Fast Standing Modes in Transversely Nonuniform Solar Coronal Slabs: Effects of a Finite Plasma Beta

TL;DR

This study investigates how finite plasma beta influences the dispersive properties of fast standing modes in nonuniform solar coronal slabs, finding it has minimal effect on key parameters when normalized appropriately.

Contribution

It derives a generic dispersion relation for fast waves in coronal slabs with arbitrary transverse profiles and assesses the impact of finite plasma beta on mode properties.

Findings

Finite plasma beta has marginal influence on periods and damping times when normalized.

Transverse profile details significantly affect mode characteristics.

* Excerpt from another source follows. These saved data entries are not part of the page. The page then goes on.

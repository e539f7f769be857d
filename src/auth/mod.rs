mod extractors;
mod middleware;

pub use extractors::{Activated, Authenticated, CurrentUser, Permitted};
pub use middleware::authenticate;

Cold slab theory can be used with proper profile considerations.

Abstract

We examine the dispersive properties of linear fast standing modes in transversely nonuniform solar coronal slabs with finite gas pressure, or, equivalently, finite plasma beta. We derive a generic dispersion relation governing fast waves in coronal slabs for which the continuous transverse distributions of the physical parameters comprise a uniform core, a uniform external medium, and a transition layer (TL) in between. The profiles in the TL are allowed to be essentially arbitrary. Restricting ourselves to the first several branches of fast modes, which are of most interest from the observational standpoint, we find that a finite plasma beta plays an at most marginal role in influencing the periods ($P$), damping times ($\tau$), and critical longitudinal wavenumbers ($k_{\rm c}$), when both $P$ and $\tau$ are measured in units of the transverse fast time. However, these parameters are in general significantly affected by how the TL profiles are described. We conclude that, for typical coronal structures, the dispersive properties of the first several branches of fast standing modes can be evaluated with the much simpler theory for cold slabs provided that the transverse profiles are properly addressed and the transverse Alfv\'en time in cold MHD is replaced with the transverse fast time.